**WHAT YOU SHOULD DO:** Return, word for word, the lines of the listing below from the one with "pub const ALL: [OrderState;" through the one with "assert!(!OrderState::Confirmation.can_partner_cancel());", and no other lines.

**PROVIDED RECORDS:**

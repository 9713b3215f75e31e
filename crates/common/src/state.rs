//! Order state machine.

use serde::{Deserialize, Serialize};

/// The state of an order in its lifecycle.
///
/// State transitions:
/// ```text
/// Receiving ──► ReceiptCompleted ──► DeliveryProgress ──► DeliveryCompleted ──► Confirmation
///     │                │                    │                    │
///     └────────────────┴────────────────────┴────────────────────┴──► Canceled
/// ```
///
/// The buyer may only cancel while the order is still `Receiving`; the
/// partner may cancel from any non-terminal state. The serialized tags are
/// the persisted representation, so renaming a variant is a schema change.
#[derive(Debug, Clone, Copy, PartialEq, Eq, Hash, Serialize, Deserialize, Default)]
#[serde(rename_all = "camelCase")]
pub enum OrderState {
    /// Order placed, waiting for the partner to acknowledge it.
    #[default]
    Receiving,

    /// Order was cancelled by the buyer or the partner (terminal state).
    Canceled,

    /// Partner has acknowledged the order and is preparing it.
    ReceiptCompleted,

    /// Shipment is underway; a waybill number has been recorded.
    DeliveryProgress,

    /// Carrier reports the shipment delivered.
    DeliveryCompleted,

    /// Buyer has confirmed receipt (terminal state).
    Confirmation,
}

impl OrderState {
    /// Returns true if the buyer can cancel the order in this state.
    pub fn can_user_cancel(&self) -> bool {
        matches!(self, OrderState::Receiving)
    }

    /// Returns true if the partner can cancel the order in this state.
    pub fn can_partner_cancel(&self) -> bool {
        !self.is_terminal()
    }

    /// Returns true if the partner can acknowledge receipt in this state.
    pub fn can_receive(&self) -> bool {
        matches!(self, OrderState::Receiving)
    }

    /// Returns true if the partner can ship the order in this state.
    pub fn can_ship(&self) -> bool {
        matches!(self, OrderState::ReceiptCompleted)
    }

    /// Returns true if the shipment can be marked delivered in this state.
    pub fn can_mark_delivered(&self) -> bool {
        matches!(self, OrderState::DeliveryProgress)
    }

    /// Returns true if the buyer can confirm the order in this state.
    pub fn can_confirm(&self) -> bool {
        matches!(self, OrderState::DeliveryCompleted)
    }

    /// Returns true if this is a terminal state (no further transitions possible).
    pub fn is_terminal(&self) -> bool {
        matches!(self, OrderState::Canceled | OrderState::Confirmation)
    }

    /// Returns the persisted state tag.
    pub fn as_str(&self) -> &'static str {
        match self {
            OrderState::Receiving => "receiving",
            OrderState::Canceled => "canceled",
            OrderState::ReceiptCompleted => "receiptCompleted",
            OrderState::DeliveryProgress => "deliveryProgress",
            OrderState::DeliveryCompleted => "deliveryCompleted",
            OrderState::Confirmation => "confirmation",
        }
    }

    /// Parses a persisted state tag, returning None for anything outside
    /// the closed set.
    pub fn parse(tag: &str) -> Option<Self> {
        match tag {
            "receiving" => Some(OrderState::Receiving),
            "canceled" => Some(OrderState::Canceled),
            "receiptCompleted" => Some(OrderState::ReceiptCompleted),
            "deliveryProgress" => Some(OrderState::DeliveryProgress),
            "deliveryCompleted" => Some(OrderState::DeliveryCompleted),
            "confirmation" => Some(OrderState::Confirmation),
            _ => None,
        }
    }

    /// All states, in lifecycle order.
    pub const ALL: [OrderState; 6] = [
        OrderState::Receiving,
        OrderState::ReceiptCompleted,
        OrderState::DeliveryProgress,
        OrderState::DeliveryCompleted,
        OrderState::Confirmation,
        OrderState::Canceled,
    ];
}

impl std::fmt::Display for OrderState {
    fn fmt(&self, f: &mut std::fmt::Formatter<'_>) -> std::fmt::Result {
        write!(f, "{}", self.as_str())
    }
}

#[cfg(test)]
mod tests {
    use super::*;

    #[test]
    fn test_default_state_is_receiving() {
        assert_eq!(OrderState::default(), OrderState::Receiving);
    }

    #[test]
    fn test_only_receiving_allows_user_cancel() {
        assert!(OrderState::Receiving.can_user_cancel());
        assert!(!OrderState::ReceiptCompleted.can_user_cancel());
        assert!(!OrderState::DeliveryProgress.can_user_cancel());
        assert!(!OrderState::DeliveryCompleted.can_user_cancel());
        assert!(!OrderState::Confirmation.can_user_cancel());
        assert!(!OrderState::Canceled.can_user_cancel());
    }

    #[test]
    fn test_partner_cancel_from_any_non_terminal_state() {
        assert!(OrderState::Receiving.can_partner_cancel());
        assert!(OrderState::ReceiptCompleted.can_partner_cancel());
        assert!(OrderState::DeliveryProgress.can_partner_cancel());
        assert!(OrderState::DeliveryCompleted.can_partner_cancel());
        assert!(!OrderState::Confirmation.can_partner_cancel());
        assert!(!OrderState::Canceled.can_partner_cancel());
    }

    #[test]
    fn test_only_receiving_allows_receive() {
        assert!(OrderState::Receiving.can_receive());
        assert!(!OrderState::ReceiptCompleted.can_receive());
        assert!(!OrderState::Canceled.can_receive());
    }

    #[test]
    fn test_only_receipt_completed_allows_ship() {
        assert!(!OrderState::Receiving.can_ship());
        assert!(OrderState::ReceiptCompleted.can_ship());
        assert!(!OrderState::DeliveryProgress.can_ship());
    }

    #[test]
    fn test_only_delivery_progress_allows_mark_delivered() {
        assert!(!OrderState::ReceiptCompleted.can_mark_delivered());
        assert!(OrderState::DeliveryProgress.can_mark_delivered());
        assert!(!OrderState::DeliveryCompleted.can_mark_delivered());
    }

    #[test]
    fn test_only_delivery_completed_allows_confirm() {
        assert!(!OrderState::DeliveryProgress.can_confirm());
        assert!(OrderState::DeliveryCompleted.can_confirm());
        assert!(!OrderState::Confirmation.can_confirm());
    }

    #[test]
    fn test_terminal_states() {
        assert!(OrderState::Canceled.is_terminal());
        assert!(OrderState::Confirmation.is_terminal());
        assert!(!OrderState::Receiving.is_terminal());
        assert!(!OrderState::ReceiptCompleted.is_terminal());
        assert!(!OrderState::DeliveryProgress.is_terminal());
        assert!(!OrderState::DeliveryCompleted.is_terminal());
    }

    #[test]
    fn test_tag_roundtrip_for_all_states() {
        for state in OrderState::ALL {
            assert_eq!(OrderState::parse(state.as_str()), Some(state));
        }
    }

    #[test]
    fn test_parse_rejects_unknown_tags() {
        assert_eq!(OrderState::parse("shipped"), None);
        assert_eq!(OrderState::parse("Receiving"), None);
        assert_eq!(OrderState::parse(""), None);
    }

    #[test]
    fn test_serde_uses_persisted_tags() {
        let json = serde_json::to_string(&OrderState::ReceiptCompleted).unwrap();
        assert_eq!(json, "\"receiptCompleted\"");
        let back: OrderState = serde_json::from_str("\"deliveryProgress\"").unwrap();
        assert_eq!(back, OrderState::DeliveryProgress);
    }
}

**ANSWER TO THIS TASK:**
    pub const ALL: [OrderState; 6] = [
        OrderState::Receiving,
        OrderState::ReceiptCompleted,
        OrderState::DeliveryProgress,
        OrderState::DeliveryCompleted,
        OrderState::Confirmation,
        OrderState::Canceled,
    ];
}

impl std::fmt::Display for OrderState {
    fn fmt(&self, f: &mut std::fmt::Formatter<'_>) -> std::fmt::Result {
        write!(f, "{}", self.as_str())
    }
}

#[cfg(test)]
mod tests {
    use super::*;

    #[test]
    fn test_default_state_is_receiving() {
        assert_eq!(OrderState::default(), OrderState::Receiving);
    }

    #[test]
    fn test_only_receiving_allows_user_cancel() {
        assert!(OrderState::Receiving.can_user_cancel());
        assert!(!OrderState::ReceiptCompleted.can_user_cancel());
        assert!(!OrderState::DeliveryProgress.can_user_cancel());
        assert!(!OrderState::DeliveryCompleted.can_user_cancel());
        assert!(!OrderState::Confirmation.can_user_cancel());
        assert!(!OrderState::Canceled.can_user_cancel());
    }

    #[test]
    fn test_partner_cancel_from_any_non_terminal_state() {
        assert!(OrderState::Receiving.can_partner_cancel());
        assert!(OrderState::ReceiptCompleted.can_partner_cancel());
        assert!(OrderState::DeliveryProgress.can_partner_cancel());
        assert!(OrderState::DeliveryCompleted.can_partner_cancel());
        assert!(!OrderState::Confirmation.can_partner_cancel());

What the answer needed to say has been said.